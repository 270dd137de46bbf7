//! 控制帧构建
//!
//! 指令构建只负责组装线路层的请求意图，不做物理量边界检查
//! （设定值限幅是轨迹生成器的职责）。

use crate::registers::QuerySpec;
use crate::{BusFrame, f32_to_bytes_be};

/// 操作码：停止指令
pub const OPCODE_STOP: u8 = 0x00;
/// 操作码：位置指令
pub const OPCODE_POSITION: u8 = 0x01;

/// 停止指令
///
/// 零设定值、无运动授权。设备收到后清除锁存的看门狗故障并进入待机。
/// 启动序列对所有伺服各发送一次，用于清除上一次运行遗留的故障。
#[derive(Debug, Clone, Copy, Default)]
pub struct StopCommand;

impl StopCommand {
    pub fn new() -> Self {
        Self
    }

    /// 组装为线路帧：`[OPCODE_STOP]`
    pub fn to_frame(self, servo_id: u8) -> BusFrame {
        BusFrame::new(servo_id, &[OPCODE_STOP])
    }
}

/// 位置指令
///
/// 线路布局：
///
/// ```text
/// [OPCODE_POSITION]
/// [position     f32 BE]   目标位置（转）
/// [velocity     f32 BE]   目标速度（转/秒）
/// [ff_torque    f32 BE]   前馈扭矩（N·m）
/// [n_query      u8]       查询表项数（0 = 不请求应答）
/// [entries ...]           查询表，每项一个字节
/// ```
#[derive(Debug, Clone, PartialEq)]
pub struct PositionCommand {
    /// 目标位置（转）
    pub position: f64,
    /// 目标速度（转/秒）
    pub velocity: f64,
    /// 前馈扭矩（N·m）
    pub ff_torque: f64,
    /// 查询表（`None` = 不请求应答）
    pub query: Option<QuerySpec>,
}

impl PositionCommand {
    /// 位置设定值 + 默认查询表（位置/速度/扭矩，浮点编码）
    pub fn new(position: f64) -> Self {
        Self {
            position,
            velocity: 0.0,
            ff_torque: 0.0,
            query: Some(QuerySpec::default()),
        }
    }

    /// 不请求应答的位置设定值
    pub fn without_query(position: f64) -> Self {
        Self {
            position,
            velocity: 0.0,
            ff_torque: 0.0,
            query: None,
        }
    }

    /// 替换查询表
    pub fn with_query(mut self, query: QuerySpec) -> Self {
        self.query = Some(query);
        self
    }

    /// 组装为线路帧
    pub fn to_frame(&self, servo_id: u8) -> BusFrame {
        let mut data = Vec::with_capacity(14 + self.query.as_ref().map_or(0, QuerySpec::len));
        data.push(OPCODE_POSITION);
        data.extend_from_slice(&f32_to_bytes_be(self.position as f32));
        data.extend_from_slice(&f32_to_bytes_be(self.velocity as f32));
        data.extend_from_slice(&f32_to_bytes_be(self.ff_torque as f32));

        match &self.query {
            Some(query) => {
                data.push(query.len() as u8);
                query.encode_into(&mut data);
            },
            None => data.push(0),
        }

        BusFrame::new(servo_id, &data)
    }
}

━━━━━━━━

HOW TO COMPLETE THIS TASK:
From the first line of the entries above to the line with "#[derive(Debug, Clone, Copy, Default)]", please return every line exactly, keeping both ends.

FINAL ANSWER:
repository 270dd137de46bbf7
//! 控制帧构建
//!
//! 指令构建只负责组装线路层的请求意图，不做物理量边界检查
//! （设定值限幅是轨迹生成器的职责）。

use crate::registers::QuerySpec;
use crate::{BusFrame, f32_to_bytes_be};

/// 操作码：停止指令
pub const OPCODE_STOP: u8 = 0x00;
/// 操作码：位置指令
pub const OPCODE_POSITION: u8 = 0x01;

/// 停止指令
///
/// 零设定值、无运动授权。设备收到后清除锁存的看门狗故障并进入待机。
/// 启动序列对所有伺服各发送一次，用于清除上一次运行遗留的故障。
#[derive(Debug, Clone, Copy, Default)]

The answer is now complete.